Passer la soirée avec Outre-Terre, de Jean-Paul Kauffmann.
C’est la première soirée. Après avoir entendu Jean-Paul Kauffmann il y a quelques jours sur France Musiques, on a décidé de lire son livre. On n’a jamais rien lu de lui, mais on le connait, bien sûr.
C’est la première soirée, donc – mais on sait qu’il y en aura d’autres car ce livre, on l’a compris dès les premières lignes, fait partie de ceux qu’on va déguster, lentement, très lentement : parce qu’on va aller fureter dans les anciens livres d’histoire pour se remémorer l’épisode napoléonien, parce qu’on va regarder les cartes de l’Atlas historique, parce qu’on va aller fureter dans le rayon Balzac pour relire des passages du Colonel Chabert, et parce qu’on va passer de longs moments sans le lire, ce livre, qui sera simplement posé, grand ouvert les genoux. On restera là, dans la chambre calme du milieu de la nuit, entourée des chats qui dorment bien lovés dans des creux de couvertures ou de jambes croisées, et on réfléchira.
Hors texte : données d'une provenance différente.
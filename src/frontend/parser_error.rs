/// What went wrong in a [`ParseError`].
#[derive(Debug, Clone, PartialEq)]
pub enum ParseErrorKind {
    /// A grammar rule needed `expected` but the scanner delivered `found`.
    Syntax { expected: String, found: String },

    /// Declaration conflicts and unresolved labels.
    Semantic(String),
}

/// A parse error with the source line it was detected on.
///
/// `line` is 1-based; `text` is that line's source, reported alongside the
/// message so diagnostics stand on their own.
#[derive(Debug, Clone, PartialEq)]
pub struct ParseError {
    pub kind: ParseErrorKind,
    pub line: usize,
    pub text: String,
}

impl ParseError {
    pub fn syntax(expected: &str, found: &str, line: usize, text: &str) -> Self {
        ParseError {
            kind: ParseErrorKind::Syntax {
                expected: expected.to_string(),
                found: found.to_string(),
            },
            line,
            text: text.to_string(),
        }
    }

    pub fn semantic(message: &str, line: usize, text: &str) -> Self {
        ParseError {
            kind: ParseErrorKind::Semantic(message.to_string()),
            line,
            text: text.to_string(),
        }
    }

    pub fn is_syntax(&self) -> bool {
        matches!(self.kind, ParseErrorKind::Syntax { .. })
    }

    /// `Line #N: <source text>`, printed ahead of the message.
    pub fn location(&self) -> String {
        format!("Line #{}: {}", self.line, self.text)
    }

    /// The diagnostic without its `ERROR:` prefix.
    pub fn message(&self) -> String {
        match &self.kind {
            ParseErrorKind::Syntax { expected, found } => {
                format!("{} expected, but {} found.", expected, found)
            }
            ParseErrorKind::Semantic(message) => message.clone(),
        }
    }
}

impl std::fmt::Display for ParseError {
    fn fmt(&self, f: &mut std::fmt::Formatter<'_>) -> std::fmt::Result {
        write!(f, "ERROR: {}", self.message())
    }
}

impl std::error::Error for ParseError {}
use crate::diagnostics::Sink;

/// A name/code pair in a [`ReserveTable`].
#[derive(Debug, Clone, PartialEq, Eq)]
pub struct ReservedWord {
    pub name: String,
    pub code: i32,
}

/// Static bidirectional lookup between mnemonics and integer codes.
///
/// Three tables are built from this type: the language's reserved words and
/// punctuation ([`ReserveTable::reserved_words`]), the four-letter token
/// mnemonics used in trace output ([`ReserveTable::token_mnemonics`]), and
/// the quad opcodes ([`ReserveTable::opcodes`]). Lookups are linear; none of
/// the tables exceeds a few dozen entries. Name comparison is exact, so the
/// scanner uppercases identifiers before asking.
#[derive(Debug, Clone, Default)]
pub struct ReserveTable {
    words: Vec<ReservedWord>,
}

impl ReserveTable {
    pub fn new() -> Self {
        Self::default()
    }

    fn from_pairs(pairs: &[(&str, i32)]) -> Self {
        let mut table = ReserveTable::new();
        for (name, code) in pairs {
            table.add(name, *code);
        }
        table
    }

    /// Appends an entry and returns its position. Duplicates are not checked.
    pub fn add(&mut self, name: &str, code: i32) -> usize {
        self.words.push(ReservedWord {
            name: name.to_string(),
            code,
        });
        self.words.len() - 1
    }

    pub fn lookup_name(&self, name: &str) -> Option<i32> {
        self.words.iter().find(|w| w.name == name).map(|w| w.code)
    }

    pub fn lookup_code(&self, code: i32) -> Option<&str> {
        self.words
            .iter()
            .find(|w| w.code == code)
            .map(|w| w.name.as_str())
    }

    /// Checks that `code` names an entry, reporting to `out` when it does not.
    pub fn is_valid_opcode(&self, code: i32, out: &mut dyn Sink) -> bool {
        if self.lookup_code(code).is_some() {
            true
        } else {
            out.line(&format!("{} is not a valid Op Code.", code));
            false
        }
    }

    pub fn len(&self) -> usize {
        self.words.len()
    }

    pub fn is_empty(&self) -> bool {
        self.words.is_empty()
    }

    /// Entries in insertion order.
    pub fn iter(&self) -> impl Iterator<Item = &ReservedWord> {
        self.words.iter()
    }

    /// Reserved words and operator punctuation of the source language.
    pub fn reserved_words() -> Self {
        Self::from_pairs(&[
            ("GOTO", 0),
            ("INTEGER", 1),
            ("TO", 2),
            ("DO", 3),
            ("IF", 4),
            ("THEN", 5),
            ("ELSE", 6),
            ("FOR", 7),
            ("OF", 8),
            ("WRITELN", 9),
            ("READLN", 10),
            ("BEGIN", 11),
            ("END", 12),
            ("VAR", 13),
            ("WHILE", 14),
            ("UNIT", 15),
            ("LABEL", 16),
            ("REPEAT", 17),
            ("UNTIL", 18),
            ("PROCEDURE", 19),
            ("DOWNTO", 20),
            ("FUNCTION", 21),
            ("RETURN", 22),
            ("REAL", 23),
            ("STRING", 24),
            ("ARRAY", 25),
            ("/", 30),
            ("*", 31),
            ("+", 32),
            ("-", 33),
            ("(", 34),
            (")", 35),
            (";", 36),
            (":=", 37),
            (">", 38),
            ("<", 39),
            (">=", 40),
            ("<=", 41),
            ("=", 42),
            ("<>", 43),
            (",", 44),
            ("[", 45),
            ("]", 46),
            (":", 47),
            (".", 48),
        ])
    }

    /// Fixed-width mnemonics for every token code, including the classes the
    /// automaton assigns (identifier, constants, undefined).
    pub fn token_mnemonics() -> Self {
        Self::from_pairs(&[
            ("GOTO", 0),
            ("_INT", 1),
            ("__TO", 2),
            ("__DO", 3),
            ("__IF", 4),
            ("THEN", 5),
            ("ELSE", 6),
            ("_FOR", 7),
            ("__OF", 8),
            ("WTLN", 9),
            ("RDLN", 10),
            ("_BEG", 11),
            ("_END", 12),
            ("_VAR", 13),
            ("WHIL", 14),
            ("UNIT", 15),
            ("LABL", 16),
            ("REPT", 17),
            ("UNTL", 18),
            ("PROC", 19),
            ("DOWN", 20),
            ("FUNC", 21),
            ("RTRN", 22),
            ("REAL", 23),
            ("_STR", 24),
            ("ARRY", 25),
            ("_DIV", 30),
            ("_MUL", 31),
            ("_ADD", 32),
            ("_SUB", 33),
            ("LPAR", 34),
            ("RPAR", 35),
            ("SEMI", 36),
            ("ASGN", 37),
            ("__GT", 38),
            ("__LT", 39),
            ("GTEQ", 40),
            ("LTEQ", 41),
            ("__EQ", 42),
            ("NTEQ", 43),
            ("COMM", 44),
            ("LBRC", 45),
            ("RBRC", 46),
            ("COLN", 47),
            ("_DOT", 48),
            ("IDNT", 50),
            ("INTC", 51),
            ("FLTC", 52),
            ("STRC", 53),
            ("UNDF", 99),
        ])
    }

    /// Quad opcode mnemonics, codes 0..=16.
    pub fn opcodes() -> Self {
        Self::from_pairs(&[
            ("STOP", 0),
            ("DIV", 1),
            ("MUL", 2),
            ("SUB", 3),
            ("ADD", 4),
            ("MOV", 5),
            ("STI", 6),
            ("LDI", 7),
            ("BNZ", 8),
            ("BNP", 9),
            ("BNN", 10),
            ("BZ", 11),
            ("BP", 12),
            ("BN", 13),
            ("BR", 14),
            ("BINDR", 15),
            ("PRINT", 16),
        ])
    }
}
C’est ainsi qu’on a fait lorsqu’on a atteint la page 45 et lu une citation du Colonel Chabert, à la fin de son histoire douloureuse : « Je vous méprise, je retourne là d’où je viens, c’est-à-dire chez les morts et, désormais, je suis hors d’atteinte ».
Et alors on repense à tous les moments où, parce qu’il a fallu vivre mille morts, celles de morceaux de corps, celles d’êtres chers, celles de séparations, celles de soi-même sans doute, on a replongé goulument dans la vie parce que, justement, on ne voulait pas être chez les morts.